START SOURCE INFORMATION

//! Storage layer and session state machine for stint.
//!
//! Provides persistence for todos, sessions and segments using `rusqlite`,
//! and the transactional operations that enforce the session invariants:
//! at most one active session per user, at most one open segment per
//! session, and a contiguous non-overlapping segment timeline.
//!
//! # Thread Safety
//!
//! The [`Database`] type wraps a `rusqlite::Connection`, which is `Send`
//! but not `Sync`. For multi-threaded access use a `Mutex<Database>`, a
//! connection pool, or one `Database` per thread; the invariants are
//! enforced by SQLite transactions either way, so concurrent writers
//! through separate connections still serialize on the write lock.
//!
//! # Schema
//!
//! Timestamps are stored as TEXT in ISO 8601 UTC format (e.g.
//! `2024-01-15T10:30:00.000Z`) so lexicographic ordering matches
//! chronological ordering. Segment mode, reason and session status are
//! stored as their lowercase string forms and validated on read.
//!
//! Two partial unique indexes back the structural invariants at the
//! storage level: one active session per user, one open segment per
//! session. The transactional read-check-write paths report the
//! friendly [`DbError::Conflict`] / [`DbError::InvalidState`] errors
//! before those indexes would fire.

use std::path::Path;

use chrono::{DateTime, FixedOffset, NaiveDate, NaiveTime, SecondsFormat, TimeZone, Utc};
use rusqlite::{Connection, OptionalExtension, params};
use thiserror::Error;

use stint_core::{
    Segment, SegmentId, Session, SessionId, SessionStatus, TodoId, UserId, ValidationError,
};

pub mod ledger;
mod sessions;
mod todos;

pub use ledger::SegmentFilter;
pub use sessions::{RangeEntry, UserStats};
pub use todos::Todo;

/// Database errors.
#[derive(Debug, Error)]
pub enum DbError {
    /// An error from the underlying database.
    #[error("sqlite error: {0}")]
    Sqlite(#[from] rusqlite::Error),

    /// A referenced record does not exist or is not owned by the caller.
    #[error("{what} not found")]
    NotFound { what: &'static str },

    /// The user already has an active session.
    #[error("user {user_id} already has active session {session_id}")]
    Conflict { user_id: String, session_id: String },

    /// A structural invariant would be violated, e.g. closing a segment
    /// when no open segment exists.
    #[error("invalid state: {message}")]
    InvalidState { message: String },

    /// Failed to parse a stored timestamp.
    #[error("invalid timestamp in {column}: {value}")]
    TimestampParse {
        column: &'static str,
        value: String,
        #[source]
        source: chrono::ParseError,
    },

    /// A stored or supplied value failed core validation.
    #[error(transparent)]
    Validation(#[from] ValidationError),
}

/// Database connection wrapper.
///
/// See the [module documentation](self) for thread safety and schema notes.
pub struct Database {
    conn: Connection,
}

impl Database {
    /// Opens a database at the given path, creating it if necessary.
    ///
    /// The schema is automatically initialized on first open.
    pub fn open(path: &Path) -> Result<Self, DbError> {
        let conn = Connection::open(path)?;
        let db = Self { conn };
        db.init()?;
        Ok(db)
    }

    /// Opens an in-memory database.
    ///
    /// Useful for testing. The database is destroyed when the connection closes.
    pub fn open_in_memory() -> Result<Self, DbError> {
        let conn = Connection::open_in_memory()?;
        let db = Self { conn };
        db.init()?;
        Ok(db)
    }

    /// Initializes the database schema.
    ///
    /// This is idempotent - safe to call on an already-initialized database.
    fn init(&self) -> Result<(), DbError> {
        self.conn.execute_batch("PRAGMA foreign_keys = ON;")?;
        self.conn.execute_batch(
            "
            CREATE TABLE IF NOT EXISTS todos (
                id TEXT PRIMARY KEY,
                user_id TEXT NOT NULL,
                title TEXT NOT NULL,
                priority TEXT NOT NULL DEFAULT 'med',
                created_at TEXT NOT NULL,
                completed_at TEXT
            );

            CREATE INDEX IF NOT EXISTS idx_todos_user ON todos(user_id);

            -- Sessions: one continuous work span on a todo.
            -- status: 'active' or 'ended'; ended_at is set when status flips.
            CREATE TABLE IF NOT EXISTS sessions (
                id TEXT PRIMARY KEY,
                user_id TEXT NOT NULL,
                todo_id TEXT NOT NULL,
                created_at TEXT NOT NULL,
                ended_at TEXT,
                status TEXT NOT NULL DEFAULT 'active',
                FOREIGN KEY (todo_id) REFERENCES todos(id) ON DELETE CASCADE
            );

            CREATE INDEX IF NOT EXISTS idx_sessions_user_status ON sessions(user_id, status);
            CREATE INDEX IF NOT EXISTS idx_sessions_created ON sessions(created_at);
            CREATE UNIQUE INDEX IF NOT EXISTS idx_sessions_one_active
                ON sessions(user_id) WHERE status = 'active';

            -- Segments: ordered, contiguous activity intervals of a session.
            -- end_at IS NULL marks the single open segment; reason is NULL
            -- only on a session's first segment.
            CREATE TABLE IF NOT EXISTS segments (
                id TEXT PRIMARY KEY,
                session_id TEXT NOT NULL,
                mode TEXT NOT NULL,
                start_at TEXT NOT NULL,
                end_at TEXT,
                reason TEXT,
                created_at TEXT NOT NULL,
                FOREIGN KEY (session_id) REFERENCES sessions(id) ON DELETE CASCADE
            );

            CREATE INDEX IF NOT EXISTS idx_segments_session ON segments(session_id);
            CREATE INDEX IF NOT EXISTS idx_segments_start ON segments(start_at);
            CREATE INDEX IF NOT EXISTS idx_segments_mode ON segments(mode);
            CREATE UNIQUE INDEX IF NOT EXISTS idx_segments_one_open
                ON segments(session_id) WHERE end_at IS NULL;
            ",
        )?;
        Ok(())
    }

    pub(crate) fn connection(&self) -> &Connection {
        &self.conn
    }

    pub(crate) fn connection_mut(&mut self) -> &mut Connection {
        &mut self.conn
    }
}

/// Formats an instant for storage.
pub(crate) fn format_timestamp(timestamp: DateTime<Utc>) -> String {
    timestamp.to_rfc3339_opts(SecondsFormat::Millis, true)
}

/// Parses a stored timestamp, attributing failures to a column.
pub(crate) fn parse_timestamp(column: &'static str, value: &str) -> Result<DateTime<Utc>, DbError> {
    DateTime::parse_from_rfc3339(value)
        .map(|parsed| parsed.with_timezone(&Utc))
        .map_err(|source| DbError::TimestampParse {
            column,
            value: value.to_string(),
            source,
        })
}

/// UTC instant at which the given reporting-zone date begins.
pub(crate) fn day_start_utc(date: NaiveDate, offset: FixedOffset) -> DateTime<Utc> {
    Utc.from_utc_datetime(&(date.and_time(NaiveTime::MIN) - offset))
}

/// Calendar date of an instant in the reporting zone.
pub(crate) fn local_date(instant: DateTime<Utc>, offset: FixedOffset) -> NaiveDate {
    instant.with_timezone(&offset).date_naive()
}

/// Raw session row as stored.
pub(crate) struct SessionRow {
    id: String,
    user_id: String,
    todo_id: String,
    created_at: String,
    ended_at: Option<String>,
    status: String,
}

impl SessionRow {
    pub(crate) const COLUMNS: &'static str = "id, user_id, todo_id, created_at, ended_at, status";

    pub(crate) fn from_sql_row(row: &rusqlite::Row<'_>) -> rusqlite::Result<Self> {
        Ok(Self {
            id: row.get(0)?,
            user_id: row.get(1)?,
            todo_id: row.get(2)?,
            created_at: row.get(3)?,
            ended_at: row.get(4)?,
            status: row.get(5)?,
        })
    }

    pub(crate) fn into_session(self) -> Result<Session, DbError> {
        Ok(Session {
            id: SessionId::new(self.id)?,
            user_id: UserId::new(self.user_id)?,
            todo_id: TodoId::new(self.todo_id)?,
            created_at: parse_timestamp("sessions.created_at", &self.created_at)?,
            ended_at: self
                .ended_at
                .as_deref()
                .map(|value| parse_timestamp("sessions.ended_at", value))
                .transpose()?,
            status: self.status.parse::<SessionStatus>()?,
        })
    }
}

/// Raw segment row as stored.
pub(crate) struct SegmentRow {
    id: String,
    session_id: String,
    mode: String,
    start_at: String,
    end_at: Option<String>,
    reason: Option<String>,
    created_at: String,
}

impl SegmentRow {
    pub(crate) const COLUMNS: &'static str = "id, session_id, mode, start_at, end_at, reason, created_at";

    pub(crate) fn from_sql_row(row: &rusqlite::Row<'_>) -> rusqlite::Result<Self> {
        Ok(Self {
            id: row.get(0)?,
            session_id: row.get(1)?,
            mode: row.get(2)?,
            start_at: row.get(3)?,
            end_at: row.get(4)?,
            reason: row.get(5)?,
            created_at: row.get(6)?,
        })
    }

    pub(crate) fn into_segment(self) -> Result<Segment, DbError> {
        Ok(Segment {
            id: SegmentId::new(self.id)?,
            session_id: SessionId::new(self.session_id)?,
            mode: self.mode.parse()?,
            start_at: parse_timestamp("segments.start_at", &self.start_at)?,
            end_at: self
                .end_at
                .as_deref()
                .map(|value| parse_timestamp("segments.end_at", value))
                .transpose()?,
            reason: self.reason.as_deref().map(str::parse).transpose()?,
            created_at: parse_timestamp("segments.created_at", &self.created_at)?,
        })
    }
}

/// Looks up a session by ID scoped to its owner.
pub(crate) fn session_owned_by(
    conn: &Connection,
    session_id: &SessionId,
    user: &UserId,
) -> Result<Option<Session>, DbError> {
    let row = conn
        .query_row(
            &format!(
                "SELECT {} FROM sessions WHERE id = ? AND user_id = ?",
                SessionRow::COLUMNS
            ),
            params![session_id.as_str(), user.as_str()],
            SessionRow::from_sql_row,
        )
        .optional()?;
    row.map(SessionRow::into_session).transpose()
}

/// Looks up the user's active session, if any.
pub(crate) fn active_session_row(conn: &Connection, user: &UserId) -> Result<Option<Session>, DbError> {
    let row = conn
        .query_row(
            &format!(
                "SELECT {} FROM sessions WHERE user_id = ? AND status = 'active'",
                SessionRow::COLUMNS
            ),
            params![user.as_str()],
            SessionRow::from_sql_row,
        )
        .optional()?;
    row.map(SessionRow::into_session).transpose()
}

/// Checks that a todo exists and belongs to the user.
pub(crate) fn todo_owned_by(conn: &Connection, todo_id: &TodoId, user: &UserId) -> Result<bool, DbError> {
    let found: Option<String> = conn
        .query_row(
            "SELECT id FROM todos WHERE id = ? AND user_id = ?",
            params![todo_id.as_str(), user.as_str()],
            |row| row.get(0),
        )
        .optional()?;
    Ok(found.is_some())
}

END SOURCE INFORMATION

### ASSIGNED TASK
When the word "Opens" occurs in a line above, list that line.

### RESPONSE TO THIS EXERCISE
    /// Opens a database at the given path, creating it if necessary.
    /// Opens an in-memory database.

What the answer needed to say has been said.